### [Problem to solve]
Please copy every line from the records below that contains the string "MetaEvent".

[Dataset entries]
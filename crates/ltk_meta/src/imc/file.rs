//! The in-memory patched copy of one IMC table.

use crate::error::{Error, Result};
use crate::imc::{ImcData, ImcEntry, ImcSelector};
use crate::path::GamePath;
use crate::source::DefaultSource;
use xxhash_rust::xxh3::xxh3_64;

/// A patched IMC table owned by one collection's store.
///
/// The file starts as a decoded copy of the host's canonical bytes. Edits mutate
/// it in place and mark it dirty ("changed since last served"). The load hook
/// serves its bytes and clears the flag, so each accepted edit is observed by at
/// least one subsequent load.
#[derive(Debug, Clone)]
pub struct ImcFile {
    path: GamePath,
    data: ImcData,
    changes_since_load: bool,
    verify_encoding: bool,
}

impl ImcFile {
    /// Load the canonical table for `path`.
    pub fn load(path: GamePath, source: &dyn DefaultSource) -> Result<Self> {
        let bytes = source.read_file(&path)?;
        Self::from_bytes(path, &bytes)
    }

    pub fn from_bytes(path: GamePath, bytes: &[u8]) -> Result<Self> {
        Ok(Self {
            path,
            data: ImcData::decode(bytes)?,
            changes_since_load: false,
            verify_encoding: true,
        })
    }

    pub fn with_verify_encoding(mut self, verify: bool) -> Self {
        self.verify_encoding = verify;
        self
    }

    pub fn path(&self) -> &GamePath {
        &self.path
    }

    pub fn data(&self) -> &ImcData {
        &self.data
    }

    pub fn entry(&self, selector: &ImcSelector) -> Result<ImcEntry> {
        self.data.entry(&self.path, selector)
    }

    /// Overwrite the entry `selector` addresses.
    ///
    /// Fails with [`Error::RejectedEdit`] when the selector is out of range or the
    /// entry does not fit its packed fields; nothing is mutated in that case.
    /// Fails with [`Error::ApplyFault`] when the patched table does not encode
    /// back cleanly; the previous entry is restored.
    pub fn apply(&mut self, selector: &ImcSelector, entry: ImcEntry) -> Result<()> {
        let index = self.data.locate(&self.path, selector)?;
        entry.validate().map_err(|reason| Error::RejectedEdit {
            path: self.path.clone(),
            selector: *selector,
            reason,
        })?;

        let previous = std::mem::replace(&mut self.data.entries[index], entry);
        if self.verify_encoding {
            if let Err(reason) = self.verify_entry(index, entry) {
                self.data.entries[index] = previous;
                return Err(Error::ApplyFault {
                    path: self.path.clone(),
                    reason,
                });
            }
        }

        self.changes_since_load = true;
        Ok(())
    }

    fn verify_entry(&self, index: usize, expected: ImcEntry) -> std::result::Result<(), String> {
        let bytes = self.data.encode().map_err(|e| e.to_string())?;
        let decoded = ImcData::decode(&bytes).map_err(|e| e.to_string())?;
        match decoded.entries.get(index) {
            Some(entry) if *entry == expected => Ok(()),
            Some(entry) => Err(format!(
                "entry {} reads back as {:?}, expected {:?}",
                index, entry, expected
            )),
            None => Err(format!("entry {} missing after re-encode", index)),
        }
    }

    /// Discard all edits and restore the canonical content. Clears the dirty flag.
    ///
    /// On error the current content is kept.
    pub fn reset(&mut self, source: &dyn DefaultSource) -> Result<()> {
        let bytes = source.read_file(&self.path)?;
        self.data = ImcData::decode(&bytes)?;
        self.changes_since_load = false;
        Ok(())
    }

    pub fn is_dirty(&self) -> bool {
        self.changes_since_load
    }

    /// Read and clear the dirty flag.
    pub fn consume_dirty(&mut self) -> bool {
        std::mem::take(&mut self.changes_since_load)
    }

    pub fn to_bytes(&self) -> Result<Vec<u8>> {
        self.data.encode()
    }

    /// xxHash3 of the encoded table.
    pub fn fingerprint(&self) -> Result<u64> {
        Ok(xxh3_64(&self.to_bytes()?))
    }

    /// Consume the file. No further operations are possible on it.
    pub fn release(self) {
        tracing::trace!("Releasing patched file {}", self.path);
    }
}

#[cfg(test)]
mod tests {
    use super::*;
    use crate::imc::EquipSlot;
    use crate::source::MemoryDefaultSource;

    fn setup() -> (MemoryDefaultSource, GamePath) {
        let source = MemoryDefaultSource::new();
        let path = ImcSelector::equipment(1, 0, EquipSlot::Head).game_path();
        source
            .insert(path.clone(), ImcData::new(3, 0b11111).encode().unwrap())
            .unwrap();
        (source, path)
    }

    fn entry(material_id: u8) -> ImcEntry {
        ImcEntry {
            material_id,
            ..Default::default()
        }
    }

    #[test]
    fn test_apply_sets_dirty_once() {
        let (source, path) = setup();
        let mut file = ImcFile::load(path, &source).unwrap();
        let selector = ImcSelector::equipment(1, 3, EquipSlot::Head);

        assert!(!file.is_dirty());
        file.apply(&selector, entry(7)).unwrap();
        assert!(file.consume_dirty());
        assert!(!file.consume_dirty());
        assert_eq!(file.entry(&selector).unwrap().material_id, 7);
    }

    #[test]
    fn test_apply_out_of_range_is_rejected() {
        let (source, path) = setup();
        let mut file = ImcFile::load(path, &source).unwrap();
        let before = file.to_bytes().unwrap();

        let err = file
            .apply(&ImcSelector::equipment(1, 4, EquipSlot::Head), entry(1))
            .unwrap_err();
        assert!(matches!(err, Error::RejectedEdit { .. }));

        let err = file
            .apply(&ImcSelector::equipment(1, 1, EquipSlot::Ears), entry(1))
            .unwrap_err();
        assert!(matches!(err, Error::RejectedEdit { .. }));

        assert!(!file.is_dirty());
        assert_eq!(file.to_bytes().unwrap(), before);
    }

    #[test]
    fn test_apply_invalid_payload_is_rejected() {
        let (source, path) = setup();
        let mut file = ImcFile::load(path, &source).unwrap();
        let selector = ImcSelector::equipment(1, 1, EquipSlot::Body);
        let bad = ImcEntry {
            attribute_mask: 0x7FF,
            ..Default::default()
        };

        assert!(matches!(
            file.apply(&selector, bad),
            Err(Error::RejectedEdit { .. })
        ));
        assert_eq!(file.entry(&selector).unwrap(), ImcEntry::default());
        assert!(!file.is_dirty());
    }

    #[test]
    fn test_serialized_bytes_decode_to_same_entry() {
        let (source, path) = setup();
        let mut file = ImcFile::load(path.clone(), &source).unwrap();
        let selector = ImcSelector::equipment(1, 2, EquipSlot::Legs);
        let patched = ImcEntry {
            material_id: 3,
            decal_id: 1,
            attribute_mask: 0x2A1,
            sound_id: 9,
            vfx_id: 4,
            material_animation_id: 2,
        };
        file.apply(&selector, patched).unwrap();

        let reread = ImcFile::from_bytes(path, &file.to_bytes().unwrap()).unwrap();
        assert_eq!(reread.entry(&selector).unwrap(), patched);
    }

    #[test]
    fn test_reset_restores_canonical() {
        let (source, path) = setup();
        let mut file = ImcFile::load(path, &source).unwrap();
        let canonical = file.fingerprint().unwrap();

        file.apply(&ImcSelector::equipment(1, 1, EquipSlot::Feet), entry(5))
            .unwrap();
        assert_ne!(file.fingerprint().unwrap(), canonical);

        file.reset(&source).unwrap();
        assert_eq!(file.fingerprint().unwrap(), canonical);
        assert!(!file.is_dirty());
    }

    #[test]
    fn test_reset_failure_keeps_content() {
        let (source, path) = setup();
        let mut file = ImcFile::load(path.clone(), &source).unwrap();
        let selector = ImcSelector::equipment(1, 1, EquipSlot::Feet);
        file.apply(&selector, entry(5)).unwrap();

        source.remove(&path).unwrap();
        assert!(file.reset(&source).is_err());
        assert_eq!(file.entry(&selector).unwrap().material_id, 5);
    }

    #[test]
    fn test_release_leaves_canonical_untouched() {
        let (source, path) = setup();
        let canonical = source.read_file(&path).unwrap();
        let mut file = ImcFile::load(path.clone(), &source).unwrap();
        file.apply(&ImcSelector::equipment(1, 1, EquipSlot::Body), entry(9))
            .unwrap();

        file.release();

        assert_eq!(source.read_file(&path).unwrap(), canonical);
    }
}
//! IMC variant tables: binary layout, selectors, edit records and the patched file.

mod entry;
mod file;
mod manipulation;
mod selector;

pub use entry::{
    entry_count, ImcData, ImcEntry, ATTRIBUTE_MASK_MAX, ENTRY_SIZE, HEADER_SIZE, SOUND_ID_MAX,
};
pub use file::ImcFile;
pub(crate) use manipulation::add_or_replace;
pub use manipulation::ImcManipulation;
pub use selector::{EquipSlot, ImcSelector, ObjectType};
//! Lifecycle events for collaborators (UI, mod management).
//!
//! Events are serialized as JSON with a `kind` tag so they can be forwarded to a
//! frontend unchanged, the same way overlay progress is.

use crate::error::{MutexResultExt, Result};
use crate::imc::ImcManipulation;
use crate::path::GamePath;
use serde::Serialize;
use std::sync::atomic::{AtomicU64, Ordering};
use std::sync::{Arc, RwLock};

#[derive(Debug, Clone, Serialize)]
#[serde(rename_all = "camelCase", tag = "kind")]
pub enum MetaEvent {
    #[serde(rename_all = "camelCase")]
    OverlayActivated { collection: String, files: usize },
    #[serde(rename_all = "camelCase")]
    OverlayDeactivated { collection: String, files: usize },
    #[serde(rename_all = "camelCase")]
    ManipulationApplied {
        collection: String,
        path: GamePath,
        manipulation: ImcManipulation,
    },
    #[serde(rename_all = "camelCase")]
    ManipulationRejected {
        collection: String,
        path: GamePath,
        manipulation: ImcManipulation,
        reason: String,
    },
    #[serde(rename_all = "camelCase")]
    ManipulationReverted {
        collection: String,
        path: GamePath,
        manipulation: ImcManipulation,
    },
    #[serde(rename_all = "camelCase")]
    StoreReset { collection: String },
    #[serde(rename_all = "camelCase")]
    StoreDisposed { collection: String },
}

/// Handle returned by [`EventBus::subscribe`].
#[derive(Debug, Clone, Copy, PartialEq, Eq, Hash)]
pub struct SubscriptionId(u64);

type EventCallback = Arc<dyn Fn(&MetaEvent) + Send + Sync>;

/// Fan-out of [`MetaEvent`]s to registered callbacks.
#[derive(Default)]
pub struct EventBus {
    next_id: AtomicU64,
    subscribers: RwLock<Vec<(SubscriptionId, EventCallback)>>,
}

impl EventBus {
    pub fn new() -> Self {
        Self::default()
    }

    pub fn subscribe<F>(&self, callback: F) -> Result<SubscriptionId>
    where
        F: Fn(&MetaEvent) + Send + Sync + 'static,
    {
        let id = SubscriptionId(self.next_id.fetch_add(1, Ordering::Relaxed));
        self.subscribers
            .write()
            .mutex_err()?
            .push((id, Arc::new(callback)));
        Ok(id)
    }

    /// Remove a subscriber. Returns whether it was registered.
    pub fn unsubscribe(&self, id: SubscriptionId) -> Result<bool> {
        let mut subscribers = self.subscribers.write().mutex_err()?;
        let before = subscribers.len();
        subscribers.retain(|(sid, _)| *sid != id);
        Ok(subscribers.len() != before)
    }

    /// Deliver `event` to every subscriber.
    ///
    /// Callbacks run outside the subscriber lock, so they may subscribe or
    /// unsubscribe.
    pub fn emit(&self, event: MetaEvent) {
        let callbacks: Vec<EventCallback> = match self.subscribers.read() {
            Ok(subscribers) => subscribers.iter().map(|(_, cb)| cb.clone()).collect(),
            Err(_) => {
                tracing::error!("Event subscriber list poisoned; dropping {:?}", event);
                return;
            }
        };
        for callback in callbacks {
            callback(&event);
        }
    }
}

#[cfg(test)]
mod tests {
    use super::*;
    use std::sync::Mutex;

    #[test]
    fn test_subscribe_and_emit() {
        let bus = EventBus::new();
        let seen = Arc::new(Mutex::new(Vec::new()));
        let sink = seen.clone();
        let id = bus
            .subscribe(move |event| sink.lock().unwrap().push(event.clone()))
            .unwrap();

        bus.emit(MetaEvent::StoreReset {
            collection: "Default".to_string(),
        });
        assert_eq!(seen.lock().unwrap().len(), 1);

        assert!(bus.unsubscribe(id).unwrap());
        assert!(!bus.unsubscribe(id).unwrap());
        bus.emit(MetaEvent::StoreDisposed {
            collection: "Default".to_string(),
        });
        assert_eq!(seen.lock().unwrap().len(), 1);
    }

    #[test]
    fn test_serialization_format() {
        let json = serde_json::to_string(&MetaEvent::OverlayActivated {
            collection: "Default".to_string(),
            files: 2,
        })
        .unwrap();
        assert!(json.contains("\"kind\":\"overlayActivated\""));
        assert!(json.contains("\"collection\":\"Default\""));
        assert!(json.contains("\"files\":2"));
    }
}
//! Logical game paths and the virtual paths that route loads to a collection.
//!
//! A [`GamePath`] is the host's own address for an asset. A [`VirtualPath`] is
//! the synthetic string a collection registers in place of the game path:
//!
//! ```text
//! |{collection}_{generation}|{game path}
//! ```
//!
//! The host's virtual-file layer caches by that string, so the generation is
//! part of it: an override cached under an earlier generation can never be
//! confused with the current one.

use crate::error::{Error, Result};
use serde::{Deserialize, Serialize};
use std::fmt;

/// Longest game path the host accepts.
pub const MAX_GAME_PATH_LEN: usize = 260;

/// Separator framing the collection segment of a virtual path.
pub const VIRTUAL_PATH_DELIMITER: char = '|';

/// Normalized logical asset path (lowercase, forward slashes, no leading `/`).
#[derive(Debug, Clone, PartialEq, Eq, Hash, PartialOrd, Ord, Serialize, Deserialize)]
#[serde(try_from = "String", into = "String")]
pub struct GamePath(String);

impl GamePath {
    /// Normalize and validate a logical path.
    pub fn new(path: impl AsRef<str>) -> Result<Self> {
        let raw = path.as_ref();
        let normalized = raw.replace('\\', "/").to_ascii_lowercase();
        let normalized = normalized.trim_start_matches('/');

        let reason = if normalized.is_empty() {
            Some("path is empty")
        } else if normalized.len() > MAX_GAME_PATH_LEN {
            Some("path is too long")
        } else if normalized.contains(VIRTUAL_PATH_DELIMITER) {
            Some("path contains the virtual path delimiter")
        } else {
            None
        };

        match reason {
            Some(reason) => Err(Error::InvalidGamePath {
                path: raw.to_string(),
                reason,
            }),
            None => Ok(Self(normalized.to_string())),
        }
    }

    /// Wrap a path that is already normalized (generated by this crate).
    pub(crate) fn from_normalized(path: String) -> Self {
        Self(path)
    }

    pub fn as_str(&self) -> &str {
        &self.0
    }
}

impl fmt::Display for GamePath {
    fn fmt(&self, f: &mut fmt::Formatter<'_>) -> fmt::Result {
        f.write_str(&self.0)
    }
}

impl TryFrom<String> for GamePath {
    type Error = Error;

    fn try_from(value: String) -> Result<Self> {
        Self::new(value)
    }
}

impl From<GamePath> for String {
    fn from(value: GamePath) -> Self {
        value.0
    }
}

/// Check that a collection name can be embedded in a virtual path.
pub fn validate_collection_name(name: &str) -> Result<()> {
    if name.is_empty() || name.contains(VIRTUAL_PATH_DELIMITER) {
        return Err(Error::InvalidCollectionName(name.to_string()));
    }
    Ok(())
}

/// A game path bound to one collection state.
#[derive(Debug, Clone, PartialEq, Eq, Hash)]
pub struct VirtualPath {
    pub collection: String,
    pub generation: u64,
    pub path: GamePath,
}

impl VirtualPath {
    pub fn new(collection: impl Into<String>, generation: u64, path: GamePath) -> Self {
        Self {
            collection: collection.into(),
            generation,
            path,
        }
    }

    /// Parse a string produced by [`VirtualPath`]'s `Display` impl.
    ///
    /// The collection segment is split on its *last* underscore, so collection
    /// names containing underscores round-trip.
    pub fn parse(raw: &str) -> Result<Self> {
        let invalid = || Error::InvalidVirtualPath(raw.to_string());

        let rest = raw.strip_prefix(VIRTUAL_PATH_DELIMITER).ok_or_else(invalid)?;
        let (segment, path) = rest.split_once(VIRTUAL_PATH_DELIMITER).ok_or_else(invalid)?;
        let (collection, generation) = segment.rsplit_once('_').ok_or_else(invalid)?;

        if collection.is_empty() {
            return Err(invalid());
        }
        let generation = generation.parse::<u64>().map_err(|_| invalid())?;
        let path = GamePath::new(path)?;

        Ok(Self {
            collection: collection.to_string(),
            generation,
            path,
        })
    }

    /// Whether `raw` looks like a virtual path at all.
    pub fn is_virtual(raw: &str) -> bool {
        raw.starts_with(VIRTUAL_PATH_DELIMITER)
    }
}

impl fmt::Display for VirtualPath {
    fn fmt(&self, f: &mut fmt::Formatter<'_>) -> fmt::Result {
        write!(
            f,
            "{d}{}_{}{d}{}",
            self.collection,
            self.generation,
            self.path,
            d = VIRTUAL_PATH_DELIMITER
        )
    }
}

#[cfg(test)]
mod tests {
    use super::*;

    #[test]
    fn test_game_path_normalizes() {
        let path = GamePath::new("\\Chara\\Equipment\\e0001\\e0001.IMC").unwrap();
        assert_eq!(path.as_str(), "chara/equipment/e0001/e0001.imc");
    }

    #[test]
    fn test_game_path_rejects_delimiter() {
        assert!(GamePath::new("chara/a|b.imc").is_err());
    }

    #[test]
    fn test_game_path_rejects_empty() {
        assert!(GamePath::new("").is_err());
        assert!(GamePath::new("///").is_err());
    }

    #[test]
    fn test_game_path_rejects_too_long() {
        let long = "a".repeat(MAX_GAME_PATH_LEN + 1);
        assert!(GamePath::new(long).is_err());
    }

    #[test]
    fn test_virtual_path_format() {
        let path = GamePath::new("chara/equipment/e0001/e0001.imc").unwrap();
        let vpath = VirtualPath::new("Default", 3, path);
        assert_eq!(
            vpath.to_string(),
            "|Default_3|chara/equipment/e0001/e0001.imc"
        );
    }

    #[test]
    fn test_virtual_path_parse_underscored_name() {
        let parsed = VirtualPath::parse("|my_cool_set_12|chara/x.imc").unwrap();
        assert_eq!(parsed.collection, "my_cool_set");
        assert_eq!(parsed.generation, 12);
        assert_eq!(parsed.path.as_str(), "chara/x.imc");
    }

    #[test]
    fn test_virtual_path_parse_rejects_malformed() {
        assert!(VirtualPath::parse("chara/x.imc").is_err());
        assert!(VirtualPath::parse("|nounderscore|chara/x.imc").is_err());
        assert!(VirtualPath::parse("|name_x|chara/x.imc").is_err());
        assert!(VirtualPath::parse("|_4|chara/x.imc").is_err());
        assert!(VirtualPath::parse("|name_4").is_err());
    }

    #[test]
    fn test_generations_never_collide() {
        let path = GamePath::new("chara/x.imc").unwrap();
        let a = VirtualPath::new("Default", 1, path.clone());
        let b = VirtualPath::new("Default", 2, path);
        assert_ne!(a.to_string(), b.to_string());
    }

    #[test]
    fn test_collection_name_validation() {
        assert!(validate_collection_name("Default").is_ok());
        assert!(validate_collection_name("").is_err());
        assert!(validate_collection_name("a|b").is_err());
    }

    #[test]
    fn test_game_path_serde_transparent() {
        let path: GamePath = serde_json::from_str("\"Chara/X.imc\"").unwrap();
        assert_eq!(path.as_str(), "chara/x.imc");
        assert_eq!(serde_json::to_string(&path).unwrap(), "\"chara/x.imc\"");
    }
}
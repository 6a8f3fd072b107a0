//! Error types for metadata patching and load redirection.
//!
//! All fallible functions in this crate return [`Result<T>`], which uses [`Error`]
//! as the error type. External error types (`std::io::Error`, `serde_json::Error`,
//! `binrw::Error`) are automatically converted via `From` impls.
//!
//! Errors fall into the families reported by [`Error::kind`]: rejected edits,
//! faults while patching, reverts of records that are not live, and faults inside
//! the host callbacks. Hook faults never leave the callback boundary; they are
//! logged and turned into a pass-through.

use crate::imc::ImcSelector;
use crate::path::GamePath;
use thiserror::Error;

/// Convenience alias used throughout the crate.
pub type Result<T> = std::result::Result<T, Error>;

/// Errors that can occur while editing or serving patched files.
#[derive(Error, Debug)]
pub enum Error {
    /// The edit failed validation against the decoded file; nothing was mutated.
    #[error("Rejected edit for {selector} in {path}: {reason}")]
    RejectedEdit {
        path: GamePath,
        selector: ImcSelector,
        reason: String,
    },

    /// Decoding or encoding failed while applying an otherwise valid edit.
    ///
    /// The file keeps its pre-fault content.
    #[error("Failed to apply edit to {path}: {reason}")]
    ApplyFault { path: GamePath, reason: String },

    /// A revert was requested for a record that is not live in the store.
    #[error("No live manipulation for {0}")]
    MissingTarget(ImcSelector),

    /// A fault inside a host load callback.
    #[error("Load hook fault: {0}")]
    HookFault(String),

    /// The hook could not be installed into the host loader.
    #[error("Failed to install load hook: {0}")]
    HookInstall(String),

    /// Filesystem I/O failed (reading canonical files, config, etc.).
    #[error("IO error: {0}")]
    Io(#[from] std::io::Error),

    /// Failed to parse or serialize JSON (config, manipulation records).
    #[error("JSON error: {0}")]
    Json(#[from] serde_json::Error),

    /// A structured file could not be decoded or encoded.
    #[error("Decode error: {0}")]
    Decode(#[from] binrw::Error),

    /// A logical path failed normalization.
    #[error("Invalid game path '{path}': {reason}")]
    InvalidGamePath { path: String, reason: &'static str },

    /// A string did not follow the `|{collection}_{generation}|{path}` layout.
    #[error("Invalid virtual path: {0}")]
    InvalidVirtualPath(String),

    /// Collection names must be non-empty and must not contain `|`.
    #[error("Invalid collection name: {0:?}")]
    InvalidCollectionName(String),

    /// A live store is already registered under this collection name.
    #[error("Collection '{0}' already has a registered store")]
    DuplicateCollection(String),

    /// The store was disposed and accepts no further operations.
    #[error("Store for collection '{0}' was disposed")]
    StoreDisposed(String),

    /// A mutex or rwlock was poisoned by a panicking thread.
    #[error("Lock poisoned")]
    LockPoisoned,
}

/// Coarse classification of an [`Error`].
#[derive(Debug, Clone, Copy, PartialEq, Eq)]
pub enum ErrorKind {
    RejectedEdit,
    ApplyFault,
    MissingTarget,
    HookFault,
    Other,
}

impl Error {
    /// Classify this error.
    pub fn kind(&self) -> ErrorKind {
        match self {
            Error::RejectedEdit { .. } => ErrorKind::RejectedEdit,
            Error::ApplyFault { .. } => ErrorKind::ApplyFault,
            Error::MissingTarget(_) => ErrorKind::MissingTarget,
            Error::HookFault(_) | Error::HookInstall(_) => ErrorKind::HookFault,
            _ => ErrorKind::Other,
        }
    }
}

/// Map poisoned lock results into [`Error::LockPoisoned`].
pub(crate) trait MutexResultExt<T> {
    fn mutex_err(self) -> Result<T>;
}

impl<T, E> MutexResultExt<T> for std::result::Result<T, std::sync::PoisonError<E>> {
    fn mutex_err(self) -> Result<T> {
        self.map_err(|_| Error::LockPoisoned)
    }
}

#[cfg(test)]
mod tests {
    use super::*;

    #[test]
    fn test_error_kinds() {
        assert_eq!(
            Error::HookFault("panic".to_string()).kind(),
            ErrorKind::HookFault
        );
        assert_eq!(
            Error::InvalidVirtualPath("|x".to_string()).kind(),
            ErrorKind::Other
        );
        assert_eq!(Error::LockPoisoned.kind(), ErrorKind::Other);
        let io = std::io::Error::new(std::io::ErrorKind::NotFound, "missing");
        assert_eq!(Error::from(io).kind(), ErrorKind::Other);
    }
}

### [Response]
pub enum MetaEvent {
type EventCallback = Arc<dyn Fn(&MetaEvent) + Send + Sync>;
/// Fan-out of [`MetaEvent`]s to registered callbacks.
        F: Fn(&MetaEvent) + Send + Sync + 'static,
    pub fn emit(&self, event: MetaEvent) {
        bus.emit(MetaEvent::StoreReset {
        bus.emit(MetaEvent::StoreDisposed {
        let json = serde_json::to_string(&MetaEvent::OverlayActivated {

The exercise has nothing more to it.